Deploy the instrumented application to Google Cloud (e.g., Compute Engine, GKE, Cloud Run). Generate real or synthetic traffic to trigger requests. As requests flow, spans are created and exported asynchronously to Cloud Trace. The exporter batches spans and sends them every few seconds (default 5 seconds) or when the buffer is full.

View and Analyze Traces

In the Cloud Console, navigate to Trace > Trace List. Here you see a list of traces with their latency, method, and URL. Click on a trace to see a waterfall view of spans. Identify slow spans by their duration. Use filters to isolate problematic requests (e.g., status=500, latency>2s). Create a latency distribution chart to monitor p50/p95/p99 over time.

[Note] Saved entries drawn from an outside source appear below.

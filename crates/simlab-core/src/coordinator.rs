use simlab_events::LogCategory;
use simlab_protocol::{StkBuilderParams, TopicBrief, View};
use tracing::debug;

use crate::error::{SessionError, Settlement};
use crate::session::{InFlight, Session, Shared};

/// How `execute_command` was triggered.
#[derive(Clone, Copy, Debug, PartialEq, Eq)]
pub enum CommandMode {
    /// Operator action: gated by the in-flight flag, echoes a transport line.
    Interactive,
    /// Scheduler step: bypasses the gate, no transport echo.
    Scheduled,
}

fn non_blank(input: &str) -> Result<&str, SessionError> {
    let trimmed = input.trim();
    if trimmed.is_empty() {
        Err(SessionError::EmptyInput)
    } else {
        Ok(trimmed)
    }
}

impl Session {
    /// Runs `apply` under the state lock unless a reset happened since the
    /// request was issued.
    fn settle(&self, flight: &InFlight, apply: impl FnOnce(&mut Shared)) -> Settlement {
        let mut shared = self.shared();
        if shared.epoch != flight.epoch {
            debug!(target: "simlab::session", "dropping settlement from before reset");
            return Settlement::Discarded;
        }
        apply(&mut *shared);
        Settlement::Succeeded
    }

    fn fail(&self, flight: &InFlight, line: &str) -> Settlement {
        let shared = self.shared();
        if shared.epoch == flight.epoch {
            self.inner.log.append(line, LogCategory::SystemNotice);
            Settlement::Failed
        } else {
            Settlement::Discarded
        }
    }

    /// Decodes and analyzes a PDU concurrently. Both results are stored and
    /// reported together, or neither is.
    pub async fn submit_for_analysis(&self, pdu_hex: &str) -> Result<Settlement, SessionError> {
        let pdu = non_blank(pdu_hex)?;
        let flight = self.begin(true)?;
        {
            let mut shared = self.shared();
            shared.state.pdu_input = pdu.to_string();
            self.inner.log.append(
                format!("Submitting PDU for decode and analysis ({} octets)", pdu.len() / 2),
                LogCategory::ProtocolDecode,
            );
        }

        let oracle = &self.inner.oracle;
        let (decoded, analysis) = tokio::join!(oracle.decode(pdu), oracle.analyze_vulnerability(pdu));
        let (decoded, analysis) = match (decoded, analysis) {
            (Ok(decoded), Ok(analysis)) => (decoded, analysis),
            _ => return Ok(self.fail(&flight, "Analysis failed: the inference service did not respond")),
        };

        let log = &self.inner.log;
        Ok(self.settle(&flight, |shared| {
            log.append(
                format!(
                    "Decoded {} field(s); risk level {}",
                    decoded.components.len(),
                    analysis.risk_level.as_str()
                ),
                LogCategory::VulnerabilityScan,
            );
            if analysis.targets_stk() {
                let target = analysis.target_app.as_deref().unwrap_or("SIM toolkit");
                log.append(
                    format!("DETECTED: STK command targeting {target}"),
                    LogCategory::VulnerabilityScan,
                );
            }
            shared.state.decoded = Some(decoded);
            shared.state.analysis = Some(analysis);
        }))
    }

    /// Recovers builder parameters from a PDU and merges them into the form.
    pub async fn import_params(&self, pdu_hex: &str) -> Result<Settlement, SessionError> {
        let pdu = non_blank(pdu_hex)?;
        let flight = self.begin(true)?;
        self.inner.log.append(
            "Importing builder parameters from PDU",
            LogCategory::ProtocolDecode,
        );

        let imported = match self.inner.oracle.import_params(pdu).await {
            Ok(imported) => imported,
            Err(_) => return Ok(self.fail(&flight, "Parameter import failed")),
        };

        let log = &self.inner.log;
        Ok(self.settle(&flight, |shared| {
            let params = imported.params.normalized();
            log.append(
                format!(
                    "Imported {} parameter(s) for {}",
                    params.populated().len(),
                    imported.stk_type.display_label()
                ),
                LogCategory::PayloadGenerated,
            );
            shared.state.stk_type = imported.stk_type;
            shared.state.builder.merge(&params);
            shared.state.view = View::Builder;
        }))
    }

    /// Generates the named STK command for the current environment.
    ///
    /// On success a delayed follow-up is scheduled when a scripted run is
    /// active, or when an operator triggered the command without parameters.
    pub async fn execute_command(
        &self,
        name: &str,
        mode: CommandMode,
        params: Option<StkBuilderParams>,
    ) -> Result<Settlement, SessionError> {
        let name = non_blank(name)?;
        let flight = self.begin(mode == CommandMode::Interactive)?;
        Ok(self.run_command(flight, name, mode, params).await)
    }

    /// Merges the form into the builder params and executes the merged
    /// command type. Nothing changes when the merged form has no command
    /// type or the session is busy.
    pub async fn submit_builder_form(
        &self,
        params: StkBuilderParams,
    ) -> Result<Settlement, SessionError> {
        let params = params.normalized();
        let (flight, command_type, merged) = {
            let mut shared = self.shared();
            let mut merged = shared.state.builder.clone();
            merged.merge(&params);
            let command_type = merged
                .command_type
                .clone()
                .ok_or(SessionError::EmptyInput)?;
            let flight = self.admit(&mut shared, true)?;
            shared.state.builder = merged.clone();
            (flight, command_type, merged)
        };
        Ok(self
            .run_command(flight, &command_type, CommandMode::Interactive, Some(merged))
            .await)
    }

    async fn run_command(
        &self,
        flight: InFlight,
        name: &str,
        mode: CommandMode,
        params: Option<StkBuilderParams>,
    ) -> Settlement {
        let stk_type = {
            let shared = self.shared();
            let stk_type = shared.state.stk_type;
            if mode == CommandMode::Interactive {
                self.inner.log.append(
                    format!(
                        "sms-send --pid 0x7F --dcs 0xF6 --env {} \"{name}\"",
                        stk_type.as_str()
                    ),
                    LogCategory::ShellEcho,
                );
            }
            self.inner.log.append(
                format!("Generating {name} payload for {}", stk_type.display_label()),
                LogCategory::PayloadGenerated,
            );
            stk_type
        };

        let command = match self
            .inner
            .oracle
            .generate_command(name, stk_type, params.as_ref())
            .await
        {
            Ok(command) => command,
            Err(_) => return self.fail(&flight, "Payload generation failed"),
        };

        let log = &self.inner.log;
        let mut follow_up = false;
        let settlement = self.settle(&flight, |shared| {
            log.append(
                format!(
                    "Payload ready: {} [{}] {}",
                    command.name,
                    command.stk_type.as_str(),
                    command.payload
                ),
                LogCategory::PayloadGenerated,
            );
            follow_up = shared.state.scripted_run_active
                || (mode == CommandMode::Interactive && params.is_none());
            shared.state.command = Some(command);
        });
        if follow_up {
            self.inner.followups.schedule(
                self.inner.log.clone(),
                self.inner.oracle.clone(),
                name.to_string(),
                self.inner.settings.followup_delay,
            );
        }
        settlement
    }

    /// Fetches a research briefing and makes it the current info content.
    pub async fn fetch_topic(&self, topic: &str) -> Result<Settlement, SessionError> {
        let topic = non_blank(topic)?;
        let flight = self.begin(true)?;
        self.inner.log.append(
            format!("Fetching research notes: {topic}"),
            LogCategory::SystemNotice,
        );

        let body = match self.inner.oracle.explain_topic(topic).await {
            Ok(body) => body,
            Err(_) => return Ok(self.fail(&flight, "Research fetch failed")),
        };

        let log = &self.inner.log;
        Ok(self.settle(&flight, |shared| {
            log.append(
                format!("Research notes loaded: {topic}"),
                LogCategory::Success,
            );
            shared.state.topic_input = topic.to_string();
            shared.state.info = Some(TopicBrief {
                topic: topic.to_string(),
                body,
            });
        }))
    }
}

#[cfg(test)]
mod tests {
    use super::*;

    #[test]
    fn blank_input_is_rejected() {
        assert_eq!(non_blank("   \n"), Err(SessionError::EmptyInput));
        assert_eq!(non_blank("  00ff "), Ok("00ff"));
    }
}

What This Looks Like on the Job

Scenario 1: E-commerce Checkout Latency

A large e-commerce platform noticed that checkout requests were slow during peak hours. They deployed Cloud Trace across their microservices: frontend, cart service, payment service, and inventory service. Trace revealed that the payment service was making two redundant calls to a third-party fraud detection API, each taking 500ms sequentially. By parallelizing these calls, they reduced checkout latency by 40%. The team set up a Cloud Monitoring alert on p99 latency of the checkout trace > 2s. They also used Trace's latency distribution to track improvements after deployment. Misconfiguration: Initially, they had set sampling to 0.001 (0.1%) which was too low to catch the issue. After increasing to 0.1 (10%), they quickly identified the bottleneck.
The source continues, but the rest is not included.